Employers should also keep an eye out for the ECJ's ruling on two cases concerning a dress code prohibition on the wearing of headscarves.

The Advocate-General in Achbita v G4S Secure Solutions has given a controversial opinion suggesting that a ban on all visible signs of religious, philosophical and political beliefs can be justified by an employer's corporate policy of neutrality. In considering whether the ban was proportionate, the Advocate-General took into account the fact that the employer applied the ban consistently prohibiting all types of visible signs (whether or not wearing them was viewed as a mandatory part of a religion), the fact that a headscarf is a large and conspicuous symbol, the nature of the employee's role and that the case here involved a receptionist having contact with a diverse range of customers, the burden on employers if required to find alternative back-room roles, and the constitutional status of secularism in France (where the employee worked). Particularly controversial is the apparent conclusion that religion is a lesser form of protected characteristic, in that it was viewed by the Advocate-General as a matter of choice rather than an immutable characteristic of an individual (such as gender or race) and therefore an individual can be expected to have to moderate their 'chosen' behaviour in the workplace. In contrast, there is considerable support in the UK for the idea that the law should require employers to make a reasonable accommodation for religious beliefs.
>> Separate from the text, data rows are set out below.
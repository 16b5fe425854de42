// Gesture Features - Streaming IMU feature extraction
// Copyright (c) 2025 David Martin Venti
//
// Dual-licensed under AGPL-3.0 and Commercial License.
// See LICENSE file for details.

//! Collection controller
//!
//! Applies the side effects of gate transitions to the channel windows and
//! decides when records are emitted. Two policies are supported:
//!
//! - **One-shot**: one record per arm → disarm cycle, built from the capture
//!   windows filled while the gate was collecting.
//! - **Periodic**: on every report tick, a record whenever any trailing
//!   window's standard deviation exceeds the movement threshold.
//!
//! Periodic telemetry yields while a one-shot collection is running.

use log::{debug, info, warn};

use crate::channel::ChannelSet;
use crate::config::{CollectionMode, EngineConfig, STILL_LABEL};
use crate::features::FeatureVector;
use crate::gate::{GateTransition, GestureState, OrientationGate};
use crate::record::{FeatureRecord, RecordOrigin};

/// Periodic motion edge.
#[derive(Debug, Clone, Copy, PartialEq, Eq)]
pub enum MotionEdge {
    Start,
    End,
}

/// How a one-shot cycle ended.
#[derive(Debug, Clone, PartialEq)]
pub enum CycleOutcome {
    /// The cycle's record.
    Emitted(FeatureRecord),
    /// Disarmed before collecting, or fewer samples than required.
    Aborted { captured: usize },
}

/// Result of one periodic report tick.
#[derive(Debug, Clone, Default, PartialEq)]
pub struct PeriodicOutcome {
    pub record: Option<FeatureRecord>,
    pub edge: Option<MotionEdge>,
    /// Skipped because a one-shot collection is running.
    pub yielded: bool,
    /// Skipped because a trailing window is still empty.
    pub not_ready: bool,
}

/// Decides what each sample and report tick does with the windows.
#[derive(Debug, Clone)]
pub struct CollectionController {
    mode: CollectionMode,
    movement_threshold: f64,
    min_capture_samples: usize,
    gesture_label: String,
    device_id: Option<String>,
    in_motion: bool,
}

impl CollectionController {
    pub fn new(config: &EngineConfig) -> Self {
        Self {
            mode: config.mode,
            movement_threshold: config.movement_threshold,
            min_capture_samples: config.min_capture_samples,
            gesture_label: config.gesture_label.clone(),
            device_id: config.device_id.clone(),
            in_motion: false,
        }
    }

    /// Apply the side effects of a gate transition.
    ///
    /// Returns the cycle outcome when the transition ended a cycle.
    pub fn on_transition(
        &mut self,
        transition: GateTransition,
        now_ms: u64,
        channels: &mut ChannelSet,
        gate: &mut OrientationGate,
    ) -> Option<CycleOutcome> {
        match transition {
            GateTransition::Armed => {
                debug!("armed at {}ms", now_ms);
                channels.clear_captures();
                None
            }
            GateTransition::CollectionStarted => {
                debug!("collection started at {}ms", now_ms);
                None
            }
            GateTransition::Disarmed { from } => {
                debug!("disarmed at {}ms (from {:?})", now_ms, from);
                let outcome = self.finish_cycle(from, now_ms, channels, gate);
                channels.clear_captures();
                outcome
            }
            GateTransition::Settled => {
                debug!("disarm settled at {}ms", now_ms);
                None
            }
        }
    }

    fn finish_cycle(
        &mut self,
        from: GestureState,
        now_ms: u64,
        channels: &ChannelSet,
        gate: &mut OrientationGate,
    ) -> Option<CycleOutcome> {
        if !self.mode.one_shot() {
            return None;
        }
        let captured = channels.captured();
        if from != GestureState::Collecting {
            info!("cycle aborted during arm settle");
            return Some(CycleOutcome::Aborted { captured });
        }
        if gate.emitted_this_cycle() {
            return None;
        }
        if captured < self.min_capture_samples {
            info!(
                "cycle aborted: {} samples captured, {} required",
                captured, self.min_capture_samples
            );
            return Some(CycleOutcome::Aborted { captured });
        }

        match channels.capture_features() {
            Ok(features) => {
                gate.mark_emitted();
                let record = self.record(features, self.gesture_label.clone(), true, now_ms, RecordOrigin::OneShot);
                info!(
                    "one-shot record '{}' from {} samples at {}ms",
                    record.label, captured, now_ms
                );
                Some(CycleOutcome::Emitted(record))
            }
            Err(e) => {
                warn!("cycle produced no features: {}", e);
                Some(CycleOutcome::Aborted { captured })
            }
        }
    }

    /// Whether the latest sample belongs in the capture windows.
    pub fn should_capture(&self, gate: &OrientationGate) -> bool {
        self.mode.one_shot() && gate.accepts_motion()
    }

    /// One periodic report tick over the trailing windows.
    pub fn report(&mut self, now_ms: u64, channels: &ChannelSet, gate: &OrientationGate) -> PeriodicOutcome {
        if !self.mode.periodic() {
            return PeriodicOutcome::default();
        }
        if self.mode.one_shot() && gate.state().is_collecting() {
            return PeriodicOutcome {
                yielded: true,
                ..Default::default()
            };
        }

        let features = match channels.trailing_features() {
            Ok(features) => features,
            Err(_) => {
                return PeriodicOutcome {
                    not_ready: true,
                    ..Default::default()
                }
            }
        };

        let moving = features.any_sd_above(self.movement_threshold);
        let edge = match (self.in_motion, moving) {
            (false, true) => Some(MotionEdge::Start),
            (true, false) => Some(MotionEdge::End),
            _ => None,
        };
        self.in_motion = moving;
        if let Some(edge) = edge {
            debug!("motion {:?} at {}ms (max sd {:.4})", edge, now_ms, features.max_sd());
        }

        let record = if moving || edge == Some(MotionEdge::End) {
            let label = if moving && gate.accepts_motion() {
                self.gesture_label.clone()
            } else {
                STILL_LABEL.to_string()
            };
            let armed = gate.state().is_collecting();
            Some(self.record(features, label, armed, now_ms, RecordOrigin::Periodic))
        } else {
            None
        };

        PeriodicOutcome {
            record,
            edge,
            yielded: false,
            not_ready: false,
        }
    }

    /// Label for what is happening right now.
    pub fn motion_label(&self, gate: &OrientationGate) -> &str {
        let gesture = gate.accepts_motion() && (self.mode.one_shot() || self.in_motion);
        if gesture {
            &self.gesture_label
        } else {
            STILL_LABEL
        }
    }

    pub fn in_motion(&self) -> bool {
        self.in_motion
    }

    pub fn mode(&self) -> CollectionMode {
        self.mode
    }

    fn record(
        &self,
        features: FeatureVector,
        label: String,
        armed: bool,
        now_ms: u64,
        origin: RecordOrigin,
    ) -> FeatureRecord {
        FeatureRecord {
            timestamp_ms: now_ms,
            features,
            label,
            device_id: self.device_id.clone(),
            armed,
            origin,
        }
    }
}
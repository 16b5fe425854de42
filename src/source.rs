// Gesture Features - Streaming IMU feature extraction
// Copyright (c) 2025 David Martin Venti
//
// Dual-licensed under AGPL-3.0 and Commercial License.
// See LICENSE file for details.

//! Boundaries of the engine
//!
//! The engine reads samples from a [`SensorSource`], reads time from a
//! [`Clock`], and hands records to an [`EmissionSink`]. These are the only
//! crossings between the core and the outside world.

use serde::{Deserialize, Serialize};
use std::cell::Cell;
use std::collections::VecDeque;

use crate::channel::ChannelKind;
use crate::record::FeatureRecord;

/// One raw reading in configured physical units.
#[derive(Debug, Clone, Copy, PartialEq, Default, Serialize, Deserialize)]
pub struct ImuReading {
    pub accel: [f64; 3],
    pub gyro: Option<[f64; 3]>,
}

impl ImuReading {
    /// Accelerometer-only reading
    pub fn accel(x: f64, y: f64, z: f64) -> Self {
        Self {
            accel: [x, y, z],
            gyro: None,
        }
    }

    /// Accelerometer plus gyroscope reading
    pub fn six_axis(accel: [f64; 3], gyro: [f64; 3]) -> Self {
        Self {
            accel,
            gyro: Some(gyro),
        }
    }

    /// Value of one channel, `None` if the reading has no gyro part.
    pub fn value(&self, kind: ChannelKind) -> Option<f64> {
        match kind {
            ChannelKind::AccelX => Some(self.accel[0]),
            ChannelKind::AccelY => Some(self.accel[1]),
            ChannelKind::AccelZ => Some(self.accel[2]),
            ChannelKind::GyroX => self.gyro.map(|g| g[0]),
            ChannelKind::GyroY => self.gyro.map(|g| g[1]),
            ChannelKind::GyroZ => self.gyro.map(|g| g[2]),
        }
    }
}

/// Polled, non-blocking sensor.
pub trait SensorSource {
    /// A new reading, or `None` if nothing new is available.
    fn poll(&mut self) -> Option<ImuReading>;
}

/// Monotonic millisecond clock.
pub trait Clock {
    fn now_ms(&self) -> u64;
}

/// Receiver of emitted records.
pub trait EmissionSink {
    fn emit(&mut self, record: FeatureRecord);
}

impl EmissionSink for Vec<FeatureRecord> {
    fn emit(&mut self, record: FeatureRecord) {
        self.push(record);
    }
}

/// Manually advanced clock for tests and replays.
#[derive(Debug, Default)]
pub struct ManualClock {
    now: Cell<u64>,
}

impl ManualClock {
    pub fn new(start_ms: u64) -> Self {
        Self {
            now: Cell::new(start_ms),
        }
    }

    /// Move to `now_ms`; earlier times are ignored to stay monotonic.
    pub fn set(&self, now_ms: u64) {
        if now_ms > self.now.get() {
            self.now.set(now_ms);
        }
    }

    pub fn advance(&self, delta_ms: u64) {
        self.now.set(self.now.get().saturating_add(delta_ms));
    }
}

impl Clock for ManualClock {
    fn now_ms(&self) -> u64 {
        self.now.get()
    }
}

/// Source that replays a fixed script; `None` entries simulate "no data".
#[derive(Debug, Clone, Default)]
pub struct ScriptedSource {
    script: VecDeque<Option<ImuReading>>,
}

impl ScriptedSource {
    pub fn new() -> Self {
        Self::default()
    }

    pub fn push(&mut self, reading: ImuReading) {
        self.script.push_back(Some(reading));
    }

    /// Queue a poll that reports no data.
    pub fn push_gap(&mut self) {
        self.script.push_back(None);
    }

    pub fn remaining(&self) -> usize {
        self.script.len()
    }

    pub fn is_empty(&self) -> bool {
        self.script.is_empty()
    }
}

impl FromIterator<ImuReading> for ScriptedSource {
    fn from_iter<T: IntoIterator<Item = ImuReading>>(iter: T) -> Self {
        Self {
            script: iter.into_iter().map(Some).collect(),
        }
    }
}

impl SensorSource for ScriptedSource {
    fn poll(&mut self) -> Option<ImuReading> {
        self.script.pop_front().flatten()
    }
}

/// Single-slot source behaving like a sensor data-ready register.
///
/// A latched reading is handed out once; latching again before it was
/// polled overwrites it.
#[derive(Debug, Clone, Default)]
pub struct LatchedSource {
    pending: Option<ImuReading>,
    overwritten: u64,
}

impl LatchedSource {
    pub fn new() -> Self {
        Self::default()
    }

    pub fn latch(&mut self, reading: ImuReading) {
        if self.pending.replace(reading).is_some() {
            self.overwritten += 1;
        }
    }

    pub fn has_pending(&self) -> bool {
        self.pending.is_some()
    }

    /// Readings dropped because a newer one arrived first.
    pub fn overwritten(&self) -> u64 {
        self.overwritten
    }
}

impl SensorSource for LatchedSource {
    fn poll(&mut self) -> Option<ImuReading> {
        self.pending.take()
    }
}

/// In-memory sink collecting every record.
#[derive(Debug, Clone, Default)]
pub struct MemorySink {
    records: Vec<FeatureRecord>,
}

impl MemorySink {
    pub fn new() -> Self {
        Self::default()
    }

    pub fn records(&self) -> &[FeatureRecord] {
        &self.records
    }

    pub fn len(&self) -> usize {
        self.records.len()
    }

    pub fn is_empty(&self) -> bool {
        self.records.is_empty()
    }

    pub fn drain(&mut self) -> Vec<FeatureRecord> {
        std::mem::take(&mut self.records)
    }
}

impl EmissionSink for MemorySink {
    fn emit(&mut self, record: FeatureRecord) {
        self.records.push(record);
    }
}

#[cfg(test)]
mod tests {
    use super::*;

    #[test]
    fn test_reading_values() {
        let accel = ImuReading::accel(1.0, 2.0, 3.0);
        assert_eq!(accel.value(ChannelKind::AccelZ), Some(3.0));
        assert_eq!(accel.value(ChannelKind::GyroX), None);

        let full = ImuReading::six_axis([0.0; 3], [4.0, 5.0, 6.0]);
        assert_eq!(full.value(ChannelKind::GyroY), Some(5.0));
    }

    #[test]
    fn test_manual_clock_monotonic() {
        let clock = ManualClock::new(100);
        clock.advance(20);
        assert_eq!(clock.now_ms(), 120);
        clock.set(50);
        assert_eq!(clock.now_ms(), 120);
        clock.set(200);
        assert_eq!(clock.now_ms(), 200);
    }

    #[test]
    fn test_scripted_source_gaps() {
        let mut source = ScriptedSource::new();
        source.push(ImuReading::accel(1.0, 0.0, 0.0));
        source.push_gap();
        assert_eq!(source.remaining(), 2);

        assert!(source.poll().is_some());
        assert!(source.poll().is_none());
        assert!(source.poll().is_none());
        assert!(source.is_empty());
    }

    #[test]
    fn test_latched_source_overwrites() {
        let mut source = LatchedSource::new();
        source.latch(ImuReading::accel(1.0, 0.0, 0.0));
        source.latch(ImuReading::accel(2.0, 0.0, 0.0));
        assert_eq!(source.overwritten(), 1);

        let reading = source.poll().unwrap();
        assert_eq!(reading.accel[0], 2.0);
        assert!(source.poll().is_none());
    }
}
// Gesture Features - Streaming IMU feature extraction
// Copyright (c) 2025 David Martin Venti
//
// Dual-licensed under AGPL-3.0 and Commercial License.
// See LICENSE file for details.

//! Channel management
//!
//! A [`Channel`] bundles everything one scalar signal needs: its smoother,
//! a trailing window that always sees the latest samples, and a capture
//! window that only fills during a one-shot collection. [`ChannelSet`] keeps
//! the channels in configured order so features come out in a fixed layout.

use serde::{Deserialize, Serialize};
use std::fmt;

use crate::config::EngineConfig;
use crate::error::FeatureError;
use crate::features::{self, FeatureVector};
use crate::smoother::{Smoother, Smoothing};
use crate::window::RingWindow;

/// One scalar stream of the motion sensor.
#[derive(Debug, Clone, Copy, PartialEq, Eq, Hash, Serialize, Deserialize)]
pub enum ChannelKind {
    AccelX,
    AccelY,
    AccelZ,
    GyroX,
    GyroY,
    GyroZ,
}

impl ChannelKind {
    /// Accelerometer axes.
    pub const ACCEL: [ChannelKind; 3] = [Self::AccelX, Self::AccelY, Self::AccelZ];

    /// All six axes, accelerometer first.
    pub const ALL: [ChannelKind; 6] = [
        Self::AccelX,
        Self::AccelY,
        Self::AccelZ,
        Self::GyroX,
        Self::GyroY,
        Self::GyroZ,
    ];

    /// Short column name (`Ax` … `Gz`).
    pub fn name(&self) -> &'static str {
        match self {
            Self::AccelX => "Ax",
            Self::AccelY => "Ay",
            Self::AccelZ => "Az",
            Self::GyroX => "Gx",
            Self::GyroY => "Gy",
            Self::GyroZ => "Gz",
        }
    }

    pub fn is_gyro(&self) -> bool {
        matches!(self, Self::GyroX | Self::GyroY | Self::GyroZ)
    }
}

impl fmt::Display for ChannelKind {
    fn fmt(&self, f: &mut fmt::Formatter<'_>) -> fmt::Result {
        f.write_str(self.name())
    }
}

/// Per-channel configuration entry.
#[derive(Debug, Clone, Copy, PartialEq, Serialize, Deserialize)]
pub struct ChannelSpec {
    pub kind: ChannelKind,
    /// Overrides the engine-wide smoothing mode for this channel.
    #[serde(default)]
    pub smoothing: Option<Smoothing>,
}

impl ChannelSpec {
    pub fn new(kind: ChannelKind) -> Self {
        Self {
            kind,
            smoothing: None,
        }
    }

    /// Create a spec with its own smoothing mode
    pub fn with_smoothing(kind: ChannelKind, smoothing: Smoothing) -> Self {
        Self {
            kind,
            smoothing: Some(smoothing),
        }
    }
}

/// One tracked signal: smoother plus windows.
#[derive(Debug, Clone)]
pub struct Channel {
    kind: ChannelKind,
    smoother: Smoother,
    /// Continuously maintained, feeds periodic telemetry.
    trailing: RingWindow,
    /// Filled only while collecting, feeds one-shot records.
    capture: RingWindow,
    /// Last smoothed value.
    last: Option<f64>,
}

impl Channel {
    pub fn new(
        kind: ChannelKind,
        smoothing: Smoothing,
        sample_interval_ms: u64,
        trailing_capacity: usize,
        capture_capacity: usize,
    ) -> Self {
        Self {
            kind,
            smoother: Smoother::new(smoothing, sample_interval_ms),
            trailing: RingWindow::new(trailing_capacity),
            capture: RingWindow::new(capture_capacity),
            last: None,
        }
    }

    /// Smooth a raw sample and record it in the trailing window.
    pub fn ingest(&mut self, raw: f64) -> f64 {
        let smoothed = self.smoother.update(raw);
        self.trailing.push(smoothed);
        self.last = Some(smoothed);
        smoothed
    }

    /// Record the last smoothed sample in the capture window.
    pub fn capture_latest(&mut self) {
        if let Some(value) = self.last {
            self.capture.push(value);
        }
    }

    pub fn kind(&self) -> ChannelKind {
        self.kind
    }

    pub fn last_smoothed(&self) -> Option<f64> {
        self.last
    }

    pub fn trailing(&self) -> &RingWindow {
        &self.trailing
    }

    pub fn capture(&self) -> &RingWindow {
        &self.capture
    }

    pub fn clear_capture(&mut self) {
        self.capture.reset();
    }
}

/// Tracked channels in configured order.
#[derive(Debug, Clone)]
pub struct ChannelSet {
    channels: Vec<Channel>,
    /// Index of the channel driving the orientation gate.
    orientation: usize,
}

impl ChannelSet {
    /// Allocate every channel described by a validated configuration.
    pub fn from_config(config: &EngineConfig) -> Self {
        let channels = config
            .channels
            .iter()
            .map(|spec| {
                Channel::new(
                    spec.kind,
                    spec.smoothing.unwrap_or(config.smoothing),
                    config.sample_interval_ms,
                    config.periodic_window,
                    config.capture_capacity,
                )
            })
            .collect::<Vec<_>>();
        let orientation = channels
            .iter()
            .position(|c| c.kind == config.orientation_channel)
            .unwrap_or(0);
        Self {
            channels,
            orientation,
        }
    }

    pub fn get(&self, index: usize) -> Option<&Channel> {
        self.channels.get(index)
    }

    pub fn get_mut(&mut self, index: usize) -> Option<&mut Channel> {
        self.channels.get_mut(index)
    }

    pub fn by_kind(&self, kind: ChannelKind) -> Option<&Channel> {
        self.channels.iter().find(|c| c.kind == kind)
    }

    pub fn iter(&self) -> impl Iterator<Item = &Channel> {
        self.channels.iter()
    }

    pub fn iter_mut(&mut self) -> impl Iterator<Item = &mut Channel> {
        self.channels.iter_mut()
    }

    pub fn kinds(&self) -> impl Iterator<Item = ChannelKind> + '_ {
        self.channels.iter().map(|c| c.kind)
    }

    pub fn orientation_index(&self) -> usize {
        self.orientation
    }

    /// Last smoothed value of the orientation channel.
    pub fn orientation(&self) -> Option<f64> {
        self.channels.get(self.orientation)?.last_smoothed()
    }

    pub fn len(&self) -> usize {
        self.channels.len()
    }

    pub fn is_empty(&self) -> bool {
        self.channels.is_empty()
    }

    /// Push every channel's latest smoothed sample into its capture window.
    pub fn capture_all(&mut self) {
        for channel in &mut self.channels {
            channel.capture_latest();
        }
    }

    pub fn clear_captures(&mut self) {
        for channel in &mut self.channels {
            channel.clear_capture();
        }
    }

    /// Smallest capture fill across channels.
    pub fn captured(&self) -> usize {
        self.channels
            .iter()
            .map(|c| c.capture.len())
            .min()
            .unwrap_or(0)
    }

    pub fn trailing_features(&self) -> Result<FeatureVector, FeatureError> {
        features::compute_all(self.channels.iter().map(|c| (c.kind, &c.trailing)))
    }

    pub fn capture_features(&self) -> Result<FeatureVector, FeatureError> {
        features::compute_all(self.channels.iter().map(|c| (c.kind, &c.capture)))
    }
}

#[cfg(test)]
mod tests {
    use super::*;

    fn config() -> EngineConfig {
        EngineConfig {
            smoothing: Smoothing::None,
            periodic_window: 3,
            capture_capacity: 4,
            ..Default::default()
        }
    }

    #[test]
    fn test_channel_kind_names() {
        let names: Vec<_> = ChannelKind::ALL.iter().map(|k| k.name()).collect();
        assert_eq!(names, vec!["Ax", "Ay", "Az", "Gx", "Gy", "Gz"]);
        assert!(ChannelKind::GyroY.is_gyro());
        assert!(!ChannelKind::AccelZ.is_gyro());
    }

    #[test]
    fn test_channel_ingest_feeds_trailing_only() {
        let mut channel = Channel::new(ChannelKind::AccelX, Smoothing::None, 20, 3, 4);
        channel.ingest(1.0);
        channel.ingest(2.0);

        assert_eq!(channel.trailing().len(), 2);
        assert!(channel.capture().is_empty());
        assert_eq!(channel.last_smoothed(), Some(2.0));
    }

    #[test]
    fn test_channel_capture_latest() {
        let mut channel = Channel::new(ChannelKind::AccelX, Smoothing::None, 20, 3, 4);
        channel.capture_latest(); // nothing seen yet
        assert!(channel.capture().is_empty());

        channel.ingest(5.0);
        channel.capture_latest();
        assert_eq!(channel.capture().latest(), Some(5.0));

        channel.clear_capture();
        assert!(channel.capture().is_empty());
        assert_eq!(channel.capture().capacity(), 4);
    }

    #[test]
    fn test_channel_set_from_config() {
        let set = ChannelSet::from_config(&config());
        assert_eq!(set.len(), 3);
        assert_eq!(set.orientation_index(), 0);
        let kinds: Vec<_> = set.kinds().collect();
        assert_eq!(kinds, ChannelKind::ACCEL.to_vec());
    }

    #[test]
    fn test_channel_set_orientation_not_first() {
        let cfg = EngineConfig {
            orientation_channel: ChannelKind::AccelZ,
            ..config()
        };
        let mut set = ChannelSet::from_config(&cfg);
        assert_eq!(set.orientation_index(), 2);

        for (i, channel) in set.iter_mut().enumerate() {
            channel.ingest(i as f64);
        }
        assert_eq!(set.orientation(), Some(2.0));
    }

    #[test]
    fn test_channel_set_smoothing_override() {
        let cfg = EngineConfig {
            smoothing: Smoothing::MovingAverage { length: 2 },
            channels: vec![
                ChannelSpec::new(ChannelKind::AccelX),
                ChannelSpec::with_smoothing(ChannelKind::AccelY, Smoothing::None),
            ],
            ..config()
        };
        let mut set = ChannelSet::from_config(&cfg);
        for channel in set.iter_mut() {
            channel.ingest(0.0);
            channel.ingest(4.0);
        }
        assert_eq!(set.by_kind(ChannelKind::AccelX).unwrap().last_smoothed(), Some(2.0));
        assert_eq!(set.by_kind(ChannelKind::AccelY).unwrap().last_smoothed(), Some(4.0));
    }

    #[test]
    fn test_channel_set_capture_features() {
        let mut set = ChannelSet::from_config(&config());
        assert!(set.capture_features().is_err());

        for v in [1.0, 3.0] {
            for channel in set.iter_mut() {
                channel.ingest(v);
            }
            set.capture_all();
        }
        assert_eq!(set.captured(), 2);
        let fv = set.capture_features().unwrap();
        assert_eq!(fv.len(), 3);
        assert_eq!(fv.channels[0].mean, 2.0);

        set.clear_captures();
        assert_eq!(set.captured(), 0);
    }
}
It is also a little surprising how much weight was apparently given to the employer's desire to adopt a policy of neutrality, when assessing the proportionality of the ban. The opinion can be contrasted with the ruling of the European Court of Human Rights in Eweida v UK. In that case BA's uniform policy imposed a prohibition on visible items of adornment. Its aim of projecting a professional corporate image and promoting recognition of brand and staff was held to be legitimate, but did not justify prohibiting the wearing of a necklace with a cross given that the cross was discrete and did not really detract from professional appearance. Further, BA permitted the wearing of "mandatory" religious items such as turbans and hijabs and there was no evidence these had a negative impact on BA's brand.

A second Advocate General's Opinion is expected on 12 July in Bougnaoui v Micropole Univers, concerning the employer reassigning an employee who wore an Islamic veil in contravention of a client’s religious neutrality principle. This is the first time that religious discrimination cases have come before the ECJ; it is not bound to follow Advocate-General opinions and its ruling is keenly awaited given the sensitivity of the issues involved.